When a line below contains the string "serde", show that line.

DATA EXTRACTS
##########

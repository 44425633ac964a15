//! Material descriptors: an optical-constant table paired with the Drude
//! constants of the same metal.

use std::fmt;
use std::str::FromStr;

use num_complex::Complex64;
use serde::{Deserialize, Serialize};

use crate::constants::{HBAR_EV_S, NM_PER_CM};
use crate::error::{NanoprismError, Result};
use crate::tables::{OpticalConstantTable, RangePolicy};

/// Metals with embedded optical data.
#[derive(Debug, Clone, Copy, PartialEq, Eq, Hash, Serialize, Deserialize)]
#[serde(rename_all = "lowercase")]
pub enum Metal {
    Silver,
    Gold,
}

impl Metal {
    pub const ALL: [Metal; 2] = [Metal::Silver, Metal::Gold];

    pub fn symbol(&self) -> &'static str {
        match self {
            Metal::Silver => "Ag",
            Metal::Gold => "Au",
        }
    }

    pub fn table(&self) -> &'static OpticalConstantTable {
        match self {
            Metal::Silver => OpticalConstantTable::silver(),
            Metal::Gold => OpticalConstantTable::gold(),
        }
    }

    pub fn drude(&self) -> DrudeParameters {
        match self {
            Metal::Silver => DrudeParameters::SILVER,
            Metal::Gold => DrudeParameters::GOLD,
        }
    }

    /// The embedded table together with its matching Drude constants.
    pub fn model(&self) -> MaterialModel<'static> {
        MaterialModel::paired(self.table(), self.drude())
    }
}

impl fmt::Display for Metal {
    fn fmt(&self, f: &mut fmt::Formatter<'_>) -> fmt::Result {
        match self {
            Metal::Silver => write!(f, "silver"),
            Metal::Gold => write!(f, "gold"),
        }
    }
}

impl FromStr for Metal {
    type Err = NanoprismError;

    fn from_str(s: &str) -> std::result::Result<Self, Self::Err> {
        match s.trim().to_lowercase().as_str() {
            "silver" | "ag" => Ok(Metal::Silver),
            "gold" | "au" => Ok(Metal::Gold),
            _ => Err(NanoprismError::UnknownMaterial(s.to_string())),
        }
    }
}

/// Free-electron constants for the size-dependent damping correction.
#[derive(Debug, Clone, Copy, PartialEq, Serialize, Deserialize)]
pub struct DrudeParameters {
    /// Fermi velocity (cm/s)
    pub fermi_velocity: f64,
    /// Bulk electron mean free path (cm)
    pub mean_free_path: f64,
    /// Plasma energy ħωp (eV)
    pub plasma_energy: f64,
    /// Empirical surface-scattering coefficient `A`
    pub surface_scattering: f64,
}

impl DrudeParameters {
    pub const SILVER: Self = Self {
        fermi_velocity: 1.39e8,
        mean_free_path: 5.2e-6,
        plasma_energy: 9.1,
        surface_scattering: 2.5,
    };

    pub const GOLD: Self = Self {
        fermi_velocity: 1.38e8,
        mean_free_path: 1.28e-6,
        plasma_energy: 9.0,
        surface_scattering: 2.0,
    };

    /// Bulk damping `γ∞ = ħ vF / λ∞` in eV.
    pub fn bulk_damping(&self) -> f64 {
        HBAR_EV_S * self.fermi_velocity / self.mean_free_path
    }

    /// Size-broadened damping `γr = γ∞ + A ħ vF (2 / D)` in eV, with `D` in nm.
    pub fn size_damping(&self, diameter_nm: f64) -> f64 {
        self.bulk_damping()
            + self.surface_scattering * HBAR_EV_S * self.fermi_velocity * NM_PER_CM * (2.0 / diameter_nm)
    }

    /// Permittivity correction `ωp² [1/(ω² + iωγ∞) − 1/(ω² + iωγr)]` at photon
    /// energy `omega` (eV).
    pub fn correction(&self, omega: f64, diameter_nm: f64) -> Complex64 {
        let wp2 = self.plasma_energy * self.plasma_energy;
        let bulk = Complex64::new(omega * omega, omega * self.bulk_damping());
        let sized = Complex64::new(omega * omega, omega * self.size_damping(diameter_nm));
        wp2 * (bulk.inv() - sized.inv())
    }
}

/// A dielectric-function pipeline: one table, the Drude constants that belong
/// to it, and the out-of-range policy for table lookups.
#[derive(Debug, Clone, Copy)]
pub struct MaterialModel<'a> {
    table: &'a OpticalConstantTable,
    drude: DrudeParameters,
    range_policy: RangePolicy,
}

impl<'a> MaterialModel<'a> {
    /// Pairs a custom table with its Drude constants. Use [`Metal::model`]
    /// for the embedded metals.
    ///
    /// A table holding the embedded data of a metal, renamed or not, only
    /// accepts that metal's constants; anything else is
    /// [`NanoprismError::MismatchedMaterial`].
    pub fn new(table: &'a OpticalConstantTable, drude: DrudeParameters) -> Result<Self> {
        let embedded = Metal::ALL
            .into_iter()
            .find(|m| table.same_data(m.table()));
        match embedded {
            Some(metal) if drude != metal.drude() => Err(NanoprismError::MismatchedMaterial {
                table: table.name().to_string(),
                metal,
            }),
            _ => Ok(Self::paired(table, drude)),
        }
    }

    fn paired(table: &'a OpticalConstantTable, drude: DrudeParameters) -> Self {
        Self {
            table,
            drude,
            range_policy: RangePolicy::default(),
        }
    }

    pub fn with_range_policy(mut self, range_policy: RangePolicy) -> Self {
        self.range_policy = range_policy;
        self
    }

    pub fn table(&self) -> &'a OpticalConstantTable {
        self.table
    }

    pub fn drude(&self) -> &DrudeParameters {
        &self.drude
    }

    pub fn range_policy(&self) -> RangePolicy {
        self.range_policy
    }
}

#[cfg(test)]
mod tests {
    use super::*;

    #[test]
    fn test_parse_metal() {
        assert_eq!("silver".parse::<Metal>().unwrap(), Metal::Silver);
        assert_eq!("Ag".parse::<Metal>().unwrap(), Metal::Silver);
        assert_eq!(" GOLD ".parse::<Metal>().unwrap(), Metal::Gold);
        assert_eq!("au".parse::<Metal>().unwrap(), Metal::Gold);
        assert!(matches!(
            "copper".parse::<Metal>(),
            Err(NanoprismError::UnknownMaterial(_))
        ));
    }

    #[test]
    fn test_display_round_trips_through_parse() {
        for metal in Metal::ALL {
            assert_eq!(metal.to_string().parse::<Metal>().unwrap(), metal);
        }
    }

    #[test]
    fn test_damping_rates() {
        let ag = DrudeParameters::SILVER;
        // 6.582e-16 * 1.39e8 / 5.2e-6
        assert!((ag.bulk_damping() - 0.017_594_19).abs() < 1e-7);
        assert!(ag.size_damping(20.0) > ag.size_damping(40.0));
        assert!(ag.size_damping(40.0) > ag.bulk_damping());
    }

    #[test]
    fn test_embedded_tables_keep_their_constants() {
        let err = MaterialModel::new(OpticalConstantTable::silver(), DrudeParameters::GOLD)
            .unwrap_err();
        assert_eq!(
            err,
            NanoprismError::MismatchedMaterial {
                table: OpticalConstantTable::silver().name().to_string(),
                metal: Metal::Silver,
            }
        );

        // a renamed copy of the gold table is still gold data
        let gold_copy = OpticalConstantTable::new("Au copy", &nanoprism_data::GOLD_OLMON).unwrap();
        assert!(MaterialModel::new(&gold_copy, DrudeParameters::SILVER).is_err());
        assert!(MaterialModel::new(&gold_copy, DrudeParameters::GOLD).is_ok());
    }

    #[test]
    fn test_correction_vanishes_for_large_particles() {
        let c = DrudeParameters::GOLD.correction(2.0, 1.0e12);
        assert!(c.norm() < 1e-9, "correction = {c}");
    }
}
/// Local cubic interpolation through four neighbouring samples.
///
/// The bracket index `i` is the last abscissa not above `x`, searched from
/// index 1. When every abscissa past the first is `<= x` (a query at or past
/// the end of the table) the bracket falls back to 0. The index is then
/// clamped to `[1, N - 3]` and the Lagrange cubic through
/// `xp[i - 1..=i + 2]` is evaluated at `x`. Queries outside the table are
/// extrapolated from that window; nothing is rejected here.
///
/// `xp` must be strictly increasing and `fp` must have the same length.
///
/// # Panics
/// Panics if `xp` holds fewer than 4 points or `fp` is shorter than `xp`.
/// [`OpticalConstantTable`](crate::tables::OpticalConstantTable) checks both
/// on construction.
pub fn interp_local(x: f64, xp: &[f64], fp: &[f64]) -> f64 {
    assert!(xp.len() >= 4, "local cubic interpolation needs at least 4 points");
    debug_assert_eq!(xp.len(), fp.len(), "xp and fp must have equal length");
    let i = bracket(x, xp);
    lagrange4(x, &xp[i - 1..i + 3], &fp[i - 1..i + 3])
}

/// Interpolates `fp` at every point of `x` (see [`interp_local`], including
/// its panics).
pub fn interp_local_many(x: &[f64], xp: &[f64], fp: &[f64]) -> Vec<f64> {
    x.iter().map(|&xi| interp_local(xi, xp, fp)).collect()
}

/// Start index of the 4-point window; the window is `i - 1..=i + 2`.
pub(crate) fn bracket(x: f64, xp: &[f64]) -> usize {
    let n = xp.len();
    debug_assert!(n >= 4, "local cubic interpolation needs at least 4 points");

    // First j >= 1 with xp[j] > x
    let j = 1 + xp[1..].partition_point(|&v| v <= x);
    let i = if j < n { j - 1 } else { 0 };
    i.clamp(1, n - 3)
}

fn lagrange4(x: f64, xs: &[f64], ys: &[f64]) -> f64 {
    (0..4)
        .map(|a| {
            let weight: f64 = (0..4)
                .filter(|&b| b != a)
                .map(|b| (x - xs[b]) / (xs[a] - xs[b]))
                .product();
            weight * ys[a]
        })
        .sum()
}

##########

EXPECTED ANSWER
use serde::{Deserialize, Serialize};
#[serde(rename_all = "lowercase")]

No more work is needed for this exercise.